** SOURCE DATA follows **

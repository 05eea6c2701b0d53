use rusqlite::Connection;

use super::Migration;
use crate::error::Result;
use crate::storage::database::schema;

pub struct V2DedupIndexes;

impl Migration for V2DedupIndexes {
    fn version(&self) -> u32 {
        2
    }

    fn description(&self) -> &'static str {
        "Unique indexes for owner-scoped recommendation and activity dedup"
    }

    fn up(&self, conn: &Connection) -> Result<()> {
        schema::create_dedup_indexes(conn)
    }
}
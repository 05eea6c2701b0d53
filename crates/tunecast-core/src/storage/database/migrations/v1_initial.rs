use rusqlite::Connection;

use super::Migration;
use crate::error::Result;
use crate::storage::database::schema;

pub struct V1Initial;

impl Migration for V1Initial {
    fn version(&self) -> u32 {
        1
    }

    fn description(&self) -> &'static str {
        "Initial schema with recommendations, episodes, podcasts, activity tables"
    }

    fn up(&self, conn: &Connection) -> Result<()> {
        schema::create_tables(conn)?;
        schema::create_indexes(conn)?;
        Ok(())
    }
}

** End of SOURCE DATA **

YOUR OBJECTIVE: Transcribe all of the data so that each line matches the source exactly.

RESPONSE:
repository 05eea6c2701b0d53
use rusqlite::Connection;

use super::Migration;
use crate::error::Result;
use crate::storage::database::schema;

pub struct V2DedupIndexes;

impl Migration for V2DedupIndexes {
    fn version(&self) -> u32 {
        2
    }

    fn description(&self) -> &'static str {
        "Unique indexes for owner-scoped recommendation and activity dedup"
    }

    fn up(&self, conn: &Connection) -> Result<()> {
        schema::create_dedup_indexes(conn)
    }
}
repository 05eea6c2701b0d53
filename crates/tunecast-core/src/storage/database/migrations/v1_initial.rs
use rusqlite::Connection;

use super::Migration;
use crate::error::Result;
use crate::storage::database::schema;

pub struct V1Initial;

impl Migration for V1Initial {
    fn version(&self) -> u32 {
        1
    }

    fn description(&self) -> &'static str {
        "Initial schema with recommendations, episodes, podcasts, activity tables"
    }

    fn up(&self, conn: &Connection) -> Result<()> {
        schema::create_tables(conn)?;
        schema::create_indexes(conn)?;
        Ok(())
    }
}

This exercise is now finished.